Git Product home page Git Product logo

decision_tree_prune's Introduction

This repository is targeted at popular pruning implementations(Continuous updating):

REP:Reduced Error Pruning(finished for ID3)

MEP:Minimum Error Pruning(finished for C4.5)

PEP:Pessimistic Error Pruning(finished for C4.5)

EBP:Error Based Pruning(finished for C4.5)

CVP:Critical Value Pruning(finished for C4.5)

CCP:Cost Complexity Pruning(finished for CART-Classification Tree)

ECP:Error Complexity Pruning(finished for CART-Regression Tree)


Tips:
The command to delete all .pyc files:
find . -name "*.pyc"  | xargs rm -f

Environment
Ubuntu Linux 16.04-Amd64
Python 2.7.12

Note that :
①Except ID3,MEP、EBP、PEP、CVP are operated on the model generated from: Quinlan-C4.5-Release8_and_python_interface_for_EBP/Src/quinlan-src/ which is from
http://www.rulequest.com/Personal/c4.5r8.tar.gz
its author is Ross Quinlan. The model from Quinlan's implementation is C-type,and it will be transformed to be "Python-compliant" model afterwards.

②datasets with unKnown value is Not Supported,because under different cases or in different papers,different people have different methods to deal with unknown value.  

③The "C4.5-Release decision tree model" produced by quinlan's implementation in the above link is C-type model,Not python-type model,So we need to do transformation before running pruning algorithm.
For further details about transformation,continue reading the following contents please.
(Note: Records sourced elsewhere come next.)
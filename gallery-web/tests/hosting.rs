use gallery_web::hosting::{CloudinaryHost, CloudinarySettings, ImageHost};
use serde_json::json;
use std::time::Duration;
use wiremock::matchers::{body_string_contains, header, header_regex, method, path};
use wiremock::{Mock, MockServer, ResponseTemplate};

fn host_for(server: &MockServer) -> CloudinaryHost {
    CloudinaryHost::new(CloudinarySettings {
        cloud_name: "demo".into(),
        api_key: "key123".into(),
        api_secret: "shh".into(),
        folder: "gallery".into(),
        api_base: format!("{}/v1_1", server.uri()),
        delivery_base: "https://res.cloudinary.com".into(),
        placeholder_public_id: "sample".into(),
        width: 1200,
        height: 800,
        upload_timeout: Duration::from_secs(5),
        user_agent: "gallery-test/1.0".into(),
    })
    .unwrap()
}

const HOSTED: &str = "https://res.cloudinary.com/demo/image/upload/v1/gallery/abc.jpg";

#[tokio::test]
async fn remote_upload_is_tried_first() {
    let server = MockServer::start().await;
    Mock::given(method("POST"))
        .and(path("/v1_1/demo/image/upload"))
        .and(header("content-type", "application/x-www-form-urlencoded"))
        .and(body_string_contains("api_key=key123"))
        .and(body_string_contains("overwrite=true"))
        .and(body_string_contains("signature="))
        .and(body_string_contains("transformation=c_fill%2Ch_800%2Cw_1200%2Ff_auto%2Cq_auto"))
        .respond_with(ResponseTemplate::new(200).set_body_json(json!({ "secure_url": HOSTED })))
        .expect(1)
        .mount(&server)
        .await;

    let hosted = host_for(&server).rehost("https://cdn.example/a.jpg").await;
    assert_eq!(hosted.as_deref(), Some(HOSTED));
}

#[tokio::test]
async fn rejected_remote_upload_falls_back_to_fetched_bytes() {
    let server = MockServer::start().await;
    Mock::given(method("POST"))
        .and(path("/v1_1/demo/image/upload"))
        .and(header("content-type", "application/x-www-form-urlencoded"))
        .respond_with(
            ResponseTemplate::new(400)
                .set_body_json(json!({ "error": { "message": "Resource not found" } })),
        )
        .expect(1)
        .mount(&server)
        .await;
    Mock::given(method("GET"))
        .and(path("/protected/cover.png"))
        .and(header_regex("accept", "image/"))
        .and(header("referer", format!("{}/", server.uri()).as_str()))
        .respond_with(
            ResponseTemplate::new(200)
                .insert_header("content-type", "image/png")
                .set_body_bytes(vec![0x89, b'P', b'N', b'G']),
        )
        .expect(1)
        .mount(&server)
        .await;
    Mock::given(method("POST"))
        .and(path("/v1_1/demo/image/upload"))
        .and(header_regex("content-type", "^multipart/form-data"))
        .and(body_string_contains("cover.png"))
        .respond_with(ResponseTemplate::new(200).set_body_json(json!({ "secure_url": HOSTED })))
        .expect(1)
        .mount(&server)
        .await;

    let source = format!("{}/protected/cover.png", server.uri());
    let hosted = host_for(&server).rehost(&source).await;
    assert_eq!(hosted.as_deref(), Some(HOSTED));
}

#[tokio::test]
async fn both_attempts_failing_yields_none() {
    let server = MockServer::start().await;
    Mock::given(method("POST"))
        .and(header("content-type", "application/x-www-form-urlencoded"))
        .respond_with(ResponseTemplate::new(500))
        .mount(&server)
        .await;
    Mock::given(method("GET"))
        .respond_with(ResponseTemplate::new(404))
        .mount(&server)
        .await;
    Mock::given(method("POST"))
        .and(header_regex("content-type", "^multipart/form-data"))
        .respond_with(ResponseTemplate::new(200).set_body_json(json!({ "secure_url": HOSTED })))
        .expect(0)
        .mount(&server)
        .await;

    let source = format!("{}/missing.jpg", server.uri());
    assert!(host_for(&server).rehost(&source).await.is_none());
}

#[tokio::test]
async fn blank_source_makes_no_requests() {
    let server = MockServer::start().await;
    Mock::given(method("POST"))
        .respond_with(ResponseTemplate::new(200))
        .expect(0)
        .mount(&server)
        .await;

    assert!(host_for(&server).rehost("   ").await.is_none());
}

#[tokio::test]
async fn placeholder_lives_on_the_delivery_host() {
    let server = MockServer::start().await;
    assert_eq!(
        host_for(&server).placeholder_url(),
        "https://res.cloudinary.com/demo/image/upload/c_fill,h_800,w_1200/f_auto,q_auto/sample"
    );
}
//! Error types shared by the orchestrators.
//!
//! None of these ever escape as a panic or a terminated action stream: the
//! session turns each one into an `ERROR_EXECUTING` or
//! `ERROR_KERNEL_LAUNCH_FAILED` event whose payload is the `Display` text.

use std::time::Duration;

/// Failures talking to a kernel over its channels.
#[derive(Debug, Clone, PartialEq, Eq, thiserror::Error)]
pub enum KernelError {
    /// The shell sender or the broadcast receiver is missing (or already closed).
    #[error("kernel not connected")]
    NotConnected,

    /// The broadcast side closed while we were waiting on it.
    #[error("kernel channels closed")]
    ChannelClosed,

    #[error("kernel did not respond within {0:?}")]
    Timeout(Duration),

    /// The kernel answered with content we could not read.
    #[error("invalid {msg_type} from kernel: {reason}")]
    InvalidReply { msg_type: String, reason: String },
}

/// A driving action that is missing required fields or carries the wrong types.
#[derive(Debug, Clone, PartialEq, Eq, thiserror::Error)]
pub enum MalformedAction {
    #[error("execute cell needs an id")]
    MissingId,

    #[error("execute cell needs source string")]
    SourceNotText,

    #[error("launch kernel needs a kernel spec")]
    MissingKernelSpec,

    #[error("launch kernel needs a cwd")]
    MissingCwd,
}

/// Why a kernel launch ended in `ERROR_KERNEL_LAUNCH_FAILED`.
#[derive(Debug, thiserror::Error)]
pub enum LaunchError {
    #[error(transparent)]
    Malformed(#[from] MalformedAction),

    #[error("failed to start kernel: {0:#}")]
    Start(#[source] anyhow::Error),

    #[error("kernel handshake failed: {0}")]
    Handshake(#[from] KernelError),
}

/// Talking to a session task that is no longer running.
#[derive(Debug, Clone, PartialEq, Eq, thiserror::Error)]
pub enum SessionError {
    #[error("session closed")]
    Closed,
}
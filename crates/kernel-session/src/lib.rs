//! kernel-session - Run notebook cells against a Jupyter kernel.
//!
//! This crate keeps a frontend's view of one kernel consistent with the
//! asynchronous Jupyter messaging protocol. It covers three lifecycles:
//!
//! - launching a kernel and learning its language through `kernel_info`
//! - executing a cell, from `execute_request` to the correlated idle status,
//!   with outputs, pagers and aborts along the way
//! - routing `update_display_data` to output rendered by any cell
//!
//! Hosts talk to it through [`action::Action`] values: driving actions go
//! into a [`session::Session`], produced actions come back out as a stream
//! of events shaped like a redux store's.

pub mod action;
pub mod channels;
pub mod config;
pub mod display;
pub mod error;
pub mod execute;
pub mod execution_state;
pub mod handshake;
pub mod launch;
pub mod outputs;
pub mod runtime;
pub mod session;

#[cfg(test)]
mod testing;

pub use action::{Action, ActionKind, CellStatus, KernelSpec};
pub use channels::{KernelChannels, KernelSide};
pub use config::SessionConfig;
pub use error::{KernelError, LaunchError, MalformedAction, SessionError};
pub use launch::{KernelConnection, KernelLauncher, KernelRuntime};
pub use runtime::RuntimeLauncher;
pub use session::{Session, SessionHandle};
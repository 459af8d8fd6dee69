//! Kernel-wide display updates.
//!
//! `update_display_data` can target output rendered by any cell, so it is
//! routed independently of cell executions. Plain `display_data` stays with
//! the cell that produced it.

use futures::future;
use futures::stream::{BoxStream, StreamExt};
use jupyter_protocol::JupyterMessageContent;

use crate::action::Action;
use crate::channels::KernelChannels;
use crate::error::KernelError;
use crate::outputs::display_update_output;

pub fn watch_display_updates(
    channels: &KernelChannels,
) -> Result<BoxStream<'static, Action>, KernelError> {
    let messages = channels.messages()?;
    Ok(messages
        .filter_map(|message| {
            let action = match &message.content {
                JupyterMessageContent::UpdateDisplayData(update) => Some(Action::UpdateDisplay {
                    output: display_update_output(update),
                }),
                _ => None,
            };
            future::ready(action)
        })
        .boxed())
}
//! In-process view of a kernel's channels.
//!
//! A kernel is reached through two logical directions:
//!
//! - **shell**: requests from us to the kernel. One ordered queue per kernel;
//!   whatever sits on the other end (the `runtimelib` writer task, or a fake
//!   kernel in tests) drains it in send order.
//! - **broadcast**: everything the kernel says. Both iopub traffic and shell
//!   replies are fanned out here, so any number of subscribers (cell
//!   executions, the display router, the execution-state tracker) each see
//!   every message. Correlation happens in the subscriber via
//!   `parent_header.msg_id`.
//!
//! The broadcast side closes once every producer on the kernel side has been
//! dropped; subscribers then see the end of their stream.

use futures::stream::{self, BoxStream, StreamExt};
use jupyter_protocol::JupyterMessage;
use log::warn;
use tokio::sync::{broadcast, mpsc};

use crate::error::KernelError;

/// Frontend half of a kernel's channels.
///
/// Cloning is cheap and yields an independent subscription point: a clone
/// only sees broadcast messages sent after it was made.
#[derive(Default)]
pub struct KernelChannels {
    shell: Option<mpsc::UnboundedSender<JupyterMessage>>,
    broadcast: Option<broadcast::Receiver<JupyterMessage>>,
}

/// Kernel half of an in-process channel pair.
pub struct KernelSide {
    /// Requests sent by the frontend, in send order.
    pub requests: mpsc::UnboundedReceiver<JupyterMessage>,
    /// Publishes to every frontend subscriber.
    pub broadcast: broadcast::Sender<JupyterMessage>,
}

impl KernelChannels {
    /// Create a connected pair: the frontend half and the kernel half.
    pub fn pair(broadcast_capacity: usize) -> (KernelChannels, KernelSide) {
        let (shell_tx, shell_rx) = mpsc::unbounded_channel();
        let (broadcast_tx, broadcast_rx) = broadcast::channel(broadcast_capacity.max(1));

        let channels = KernelChannels {
            shell: Some(shell_tx),
            broadcast: Some(broadcast_rx),
        };
        let side = KernelSide {
            requests: shell_rx,
            broadcast: broadcast_tx,
        };
        (channels, side)
    }

    /// Assemble channels from individual halves, either of which may be absent.
    pub fn from_parts(
        shell: Option<mpsc::UnboundedSender<JupyterMessage>>,
        broadcast: Option<broadcast::Receiver<JupyterMessage>>,
    ) -> Self {
        Self { shell, broadcast }
    }

    /// Channels with neither direction, as seen before any kernel is launched.
    pub fn disconnected() -> Self {
        Self::default()
    }

    /// Both directions present and the shell queue still has a reader.
    pub fn is_connected(&self) -> bool {
        self.broadcast.is_some() && self.shell.as_ref().is_some_and(|s| !s.is_closed())
    }

    /// Queue a message on the shell channel.
    pub fn send(&self, message: JupyterMessage) -> Result<(), KernelError> {
        let shell = self.shell.as_ref().ok_or(KernelError::NotConnected)?;
        shell
            .send(message)
            .map_err(|_| KernelError::NotConnected)
    }

    /// A new receiver that sees every broadcast message from now on.
    pub fn subscribe(&self) -> Result<broadcast::Receiver<JupyterMessage>, KernelError> {
        self.broadcast
            .as_ref()
            .map(|rx| rx.resubscribe())
            .ok_or(KernelError::NotConnected)
    }

    /// Every broadcast message from now on, as a stream that ends when the
    /// channel closes.
    pub fn messages(&self) -> Result<BoxStream<'static, JupyterMessage>, KernelError> {
        let rx = self.subscribe()?;
        Ok(broadcast_stream(rx, "channels"))
    }
}

impl Clone for KernelChannels {
    fn clone(&self) -> Self {
        Self {
            shell: self.shell.clone(),
            broadcast: self.broadcast.as_ref().map(|rx| rx.resubscribe()),
        }
    }
}

impl std::fmt::Debug for KernelChannels {
    fn fmt(&self, f: &mut std::fmt::Formatter<'_>) -> std::fmt::Result {
        f.debug_struct("KernelChannels")
            .field("shell", &self.shell.is_some())
            .field("broadcast", &self.broadcast.is_some())
            .finish()
    }
}

/// Adapt a broadcast receiver into a stream. Lagging is logged and skipped
/// over; the stream ends when the sender side is gone.
pub(crate) fn broadcast_stream(
    rx: broadcast::Receiver<JupyterMessage>,
    component: &'static str,
) -> BoxStream<'static, JupyterMessage> {
    stream::unfold(rx, move |mut rx| async move {
        loop {
            match rx.recv().await {
                Ok(message) => return Some((message, rx)),
                Err(broadcast::error::RecvError::Lagged(skipped)) => {
                    warn!("[{}] broadcast lagged, skipped {} messages", component, skipped);
                }
                Err(broadcast::error::RecvError::Closed) => return None,
            }
        }
    })
    .boxed()
}

#[cfg(test)]
mod tests {
    use super::*;
    use crate::testing::{message, status};
    use jupyter_protocol::{ExecuteRequest, JupyterMessageContent};
    use serde_json::json;
    use std::time::Duration;
    use tokio::time::timeout;

    #[test]
    fn test_disconnected_channels() {
        let channels = KernelChannels::disconnected();
        assert!(!channels.is_connected());
        assert_eq!(channels.subscribe().err(), Some(KernelError::NotConnected));

        let request: JupyterMessage = ExecuteRequest::new("1".to_string()).into();
        assert_eq!(channels.send(request), Err(KernelError::NotConnected));
    }

    #[test]
    fn test_half_connected_channels_are_not_connected() {
        let (shell_tx, _shell_rx) = mpsc::unbounded_channel();
        let shell_only = KernelChannels::from_parts(Some(shell_tx), None);
        assert!(!shell_only.is_connected());

        let (_tx, rx) = broadcast::channel(4);
        let broadcast_only = KernelChannels::from_parts(None, Some(rx));
        assert!(!broadcast_only.is_connected());
    }

    #[test]
    fn test_closed_shell_is_not_connected() {
        let (channels, side) = KernelChannels::pair(4);
        assert!(channels.is_connected());
        drop(side);
        assert!(!channels.is_connected());
    }

    #[tokio::test]
    async fn test_requests_arrive_in_send_order() {
        let (channels, mut side) = KernelChannels::pair(4);
        for code in ["a = 1", "b = 2", "c = 3"] {
            let request: JupyterMessage = ExecuteRequest::new(code.to_string()).into();
            channels.send(request).unwrap();
        }

        for expected in ["a = 1", "b = 2", "c = 3"] {
            let request = side.requests.recv().await.unwrap();
            match request.content {
                JupyterMessageContent::ExecuteRequest(req) => assert_eq!(req.code, expected),
                other => panic!("unexpected content: {:?}", other),
            }
        }
    }

    #[tokio::test]
    async fn test_broadcast_fans_out_to_every_subscriber() {
        let (channels, side) = KernelChannels::pair(16);
        let mut first = channels.messages().unwrap();
        let mut second = channels.clone().messages().unwrap();

        side.broadcast.send(status("busy", None)).unwrap();
        side.broadcast
            .send(message("stream", json!({"name": "stdout", "text": "hi"}), None))
            .unwrap();
        drop(side);

        for subscriber in [&mut first, &mut second] {
            let a = timeout(Duration::from_secs(1), subscriber.next()).await.unwrap();
            let b = timeout(Duration::from_secs(1), subscriber.next()).await.unwrap();
            assert_eq!(a.unwrap().header.msg_type, "status");
            assert_eq!(b.unwrap().header.msg_type, "stream");
            // Kernel side dropped: the stream completes.
            assert!(subscriber.next().await.is_none());
        }
    }

    #[tokio::test]
    async fn test_lagging_subscriber_keeps_going() {
        let (channels, side) = KernelChannels::pair(2);
        let mut messages = channels.messages().unwrap();

        for _ in 0..5 {
            side.broadcast.send(status("busy", None)).unwrap();
        }
        side.broadcast.send(status("idle", None)).unwrap();
        drop(side);

        let mut seen = Vec::new();
        while let Some(msg) = timeout(Duration::from_secs(1), messages.next()).await.unwrap() {
            seen.push(msg);
        }
        assert!(!seen.is_empty());
        assert!(seen.len() <= 2);
    }
}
④when your datasets is very very small ,you'll get very small model,then,you will NOT get a "Simplified Tree"(pruned model)from quinlan's implementation. This means "pruned model"="unpruned model", when this happend,copy the content of "result/unprune.txt" to "result/prune.txt"please.

----------------REP---Operation method(start)---------------------------------

For REP(Reduced Error Pruning) of ID3:

cd ID3-REP-post_prune-Python-draw
python jianzhi.py

Attention:

continuous feature and feature with unKnown value are both Not supported currently.

----------------REP---Operation method(end)---------------------------------

----------------EBP--Operation method(start)----------------------------------

Ross Quinlan has already implemented EBP with C, so the following is just a Python interface.

For EBP(Error Based Pruning),Operation method is:

For any datasets choosed,you need prepare two files:
for example:  
crx.names  
crx.data.
and put them under the path: 
Quinlan-C4.5-Release8_and_python_interface_for_EBP/Src/quinlan-src/

cd Quinlan-C4.5-Release8_and_python_interface_for_EBP/Src
python shell_execute.py crx > result.txt(change "crx" here when you use other datasets please.)
python result_get.py(transform C model to Python model)  
python predict.py

It's  an Python interface for C-type code in:  
http://www.rulequest.com/Personal/c4.5r8.tar.gz
This interface is used to get model and EBP pruned model from Quinlan's implementation.

----------------EBP--Operation method(end)---------------------------------

----------------PEP--Operation method(start)---------------------------------

For PEP(Pessimistic Error Pruning):
1.download datasets from:
https://archive.ics.uci.edu/ml/machine-learning-databases/abalone/
2.reorder it with the final column from small to large and get the former 200 items,and save them as abalone_parts.data(this step is just for easy to visualize afterwards)
3.

cp abalone_parts.data abalone.names   /decision_tree/Quinlan-C4.5-Release8_and_python_interface_for_EBP/Src/quinlan-src/
python shell_execute.py abalone > result.txt
python result_get.py(transform C model to Python model)  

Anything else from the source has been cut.